● Problem
Restate each record exactly as it was written.

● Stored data
□ □ □ □

use async_trait::async_trait;
use fxa_core::Result;
use fxa_telemetry::SpanHandle;

/// One `/invoke` request
#[derive(Debug, Clone, PartialEq, Eq)]
pub struct Invocation {
    /// UUID v4 correlation id
    pub id: String,
    pub prompt: String,
}

impl Invocation {
    pub fn new(prompt: impl Into<String>) -> Self {
        Self::with_id(uuid::Uuid::new_v4().to_string(), prompt)
    }

    pub fn with_id(id: impl Into<String>, prompt: impl Into<String>) -> Self {
        Self {
            id: id.into(),
            prompt: prompt.into(),
        }
    }
}

/// Agent trait - turns a prompt into a text answer
#[async_trait]
pub trait Agent: Send + Sync {
    fn name(&self) -> &str;

    /// Answer one invocation. `span` is the invocation's `agent.run` span;
    /// nested spans hang off it.
    async fn run(&self, invocation: &Invocation, span: &SpanHandle) -> Result<String>;
}

#[cfg(test)]
mod tests {
    use super::*;

    #[test]
    fn test_invocation_ids_are_unique_uuids() {
        let a = Invocation::new("hi");
        let b = Invocation::new("hi");
        assert_ne!(a.id, b.id);
        assert!(uuid::Uuid::parse_str(&a.id).is_ok());
    }
}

□ □ □ □

● Task response
use async_trait::async_trait;
use fxa_core::Result;
use fxa_telemetry::SpanHandle;

/// One `/invoke` request
#[derive(Debug, Clone, PartialEq, Eq)]
pub struct Invocation {
    /// UUID v4 correlation id
    pub id: String,
    pub prompt: String,
}

impl Invocation {
    pub fn new(prompt: impl Into<String>) -> Self {
        Self::with_id(uuid::Uuid::new_v4().to_string(), prompt)
    }

    pub fn with_id(id: impl Into<String>, prompt: impl Into<String>) -> Self {
        Self {
            id: id.into(),
            prompt: prompt.into(),
        }
    }
}

/// Agent trait - turns a prompt into a text answer
#[async_trait]
pub trait Agent: Send + Sync {
    fn name(&self) -> &str;

    /// Answer one invocation. `span` is the invocation's `agent.run` span;
    /// nested spans hang off it.
    async fn run(&self, invocation: &Invocation, span: &SpanHandle) -> Result<String>;
}

#[cfg(test)]
mod tests {
    use super::*;

    #[test]
    fn test_invocation_ids_are_unique_uuids() {
        let a = Invocation::new("hi");
        let b = Invocation::new("hi");
        assert_ne!(a.id, b.id);
        assert!(uuid::Uuid::parse_str(&a.id).is_ok());
    }
}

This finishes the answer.